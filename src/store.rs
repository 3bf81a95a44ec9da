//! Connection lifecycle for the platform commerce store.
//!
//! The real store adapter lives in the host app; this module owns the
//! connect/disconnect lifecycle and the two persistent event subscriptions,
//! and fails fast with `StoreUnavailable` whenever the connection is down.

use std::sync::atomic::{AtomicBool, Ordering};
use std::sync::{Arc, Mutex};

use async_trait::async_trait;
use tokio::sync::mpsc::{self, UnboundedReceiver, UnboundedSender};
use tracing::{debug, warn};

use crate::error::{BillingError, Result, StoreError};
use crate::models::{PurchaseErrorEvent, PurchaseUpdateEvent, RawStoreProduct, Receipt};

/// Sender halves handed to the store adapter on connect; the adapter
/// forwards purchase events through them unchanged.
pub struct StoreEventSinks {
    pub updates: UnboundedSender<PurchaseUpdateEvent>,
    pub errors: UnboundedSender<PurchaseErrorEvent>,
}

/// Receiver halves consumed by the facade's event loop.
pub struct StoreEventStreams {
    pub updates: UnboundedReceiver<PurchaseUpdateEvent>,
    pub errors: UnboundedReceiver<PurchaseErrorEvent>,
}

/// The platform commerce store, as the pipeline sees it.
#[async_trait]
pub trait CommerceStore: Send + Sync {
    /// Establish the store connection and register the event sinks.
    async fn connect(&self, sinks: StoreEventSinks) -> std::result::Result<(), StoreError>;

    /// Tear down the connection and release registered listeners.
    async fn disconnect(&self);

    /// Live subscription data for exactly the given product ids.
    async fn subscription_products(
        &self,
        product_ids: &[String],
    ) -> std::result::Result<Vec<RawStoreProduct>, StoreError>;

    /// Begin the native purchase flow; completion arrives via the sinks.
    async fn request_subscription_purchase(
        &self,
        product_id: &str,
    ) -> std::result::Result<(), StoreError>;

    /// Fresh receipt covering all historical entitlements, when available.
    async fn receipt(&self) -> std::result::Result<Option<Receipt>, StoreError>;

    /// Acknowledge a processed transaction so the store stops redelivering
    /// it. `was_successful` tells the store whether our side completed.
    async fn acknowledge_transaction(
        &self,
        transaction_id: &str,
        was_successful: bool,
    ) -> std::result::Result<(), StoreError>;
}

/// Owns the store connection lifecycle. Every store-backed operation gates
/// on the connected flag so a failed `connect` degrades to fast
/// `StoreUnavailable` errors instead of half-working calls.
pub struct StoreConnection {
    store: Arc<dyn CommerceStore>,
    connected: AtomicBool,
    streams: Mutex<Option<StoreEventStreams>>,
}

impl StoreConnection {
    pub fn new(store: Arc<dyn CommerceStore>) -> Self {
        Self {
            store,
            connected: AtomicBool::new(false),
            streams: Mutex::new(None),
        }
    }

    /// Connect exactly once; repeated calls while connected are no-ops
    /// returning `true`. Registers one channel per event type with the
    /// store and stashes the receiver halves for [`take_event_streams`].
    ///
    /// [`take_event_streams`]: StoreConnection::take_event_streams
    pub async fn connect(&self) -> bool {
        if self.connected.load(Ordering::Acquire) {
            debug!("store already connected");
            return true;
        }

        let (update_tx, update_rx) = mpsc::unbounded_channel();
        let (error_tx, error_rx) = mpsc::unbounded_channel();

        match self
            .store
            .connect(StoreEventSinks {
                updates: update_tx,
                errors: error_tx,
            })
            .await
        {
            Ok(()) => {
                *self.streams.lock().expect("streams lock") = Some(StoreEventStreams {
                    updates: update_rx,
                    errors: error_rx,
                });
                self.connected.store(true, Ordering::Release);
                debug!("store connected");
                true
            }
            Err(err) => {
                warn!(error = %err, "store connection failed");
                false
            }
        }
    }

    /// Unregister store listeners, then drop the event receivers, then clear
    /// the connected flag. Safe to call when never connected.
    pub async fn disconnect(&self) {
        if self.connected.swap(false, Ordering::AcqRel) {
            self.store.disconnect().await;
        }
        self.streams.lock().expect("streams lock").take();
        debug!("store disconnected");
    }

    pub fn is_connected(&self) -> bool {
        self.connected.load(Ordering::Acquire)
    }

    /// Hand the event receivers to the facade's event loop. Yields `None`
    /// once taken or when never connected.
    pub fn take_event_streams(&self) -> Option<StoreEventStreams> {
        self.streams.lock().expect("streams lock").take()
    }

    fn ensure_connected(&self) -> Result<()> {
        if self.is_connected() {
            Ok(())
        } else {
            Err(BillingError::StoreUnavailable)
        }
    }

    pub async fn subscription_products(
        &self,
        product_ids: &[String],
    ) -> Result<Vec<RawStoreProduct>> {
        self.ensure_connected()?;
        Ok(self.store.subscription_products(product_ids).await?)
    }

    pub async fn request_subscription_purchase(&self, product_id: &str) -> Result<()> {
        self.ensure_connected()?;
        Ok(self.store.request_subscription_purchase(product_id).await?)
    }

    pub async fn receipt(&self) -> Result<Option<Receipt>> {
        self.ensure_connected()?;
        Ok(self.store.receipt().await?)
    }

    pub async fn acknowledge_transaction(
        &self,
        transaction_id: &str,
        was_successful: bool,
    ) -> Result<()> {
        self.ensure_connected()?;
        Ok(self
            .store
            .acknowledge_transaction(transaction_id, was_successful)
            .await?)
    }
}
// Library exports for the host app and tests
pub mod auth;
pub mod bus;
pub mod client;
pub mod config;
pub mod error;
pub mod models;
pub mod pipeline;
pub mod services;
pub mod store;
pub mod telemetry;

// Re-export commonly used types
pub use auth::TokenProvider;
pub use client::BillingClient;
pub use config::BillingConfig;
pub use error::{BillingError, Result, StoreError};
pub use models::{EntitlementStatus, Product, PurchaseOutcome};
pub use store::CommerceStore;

========

=== WHAT YOU HAVE TO DO ===
Work out how many lines of the material above contain "lifecycle", then write that number alone.

=== SOLUTION ===
3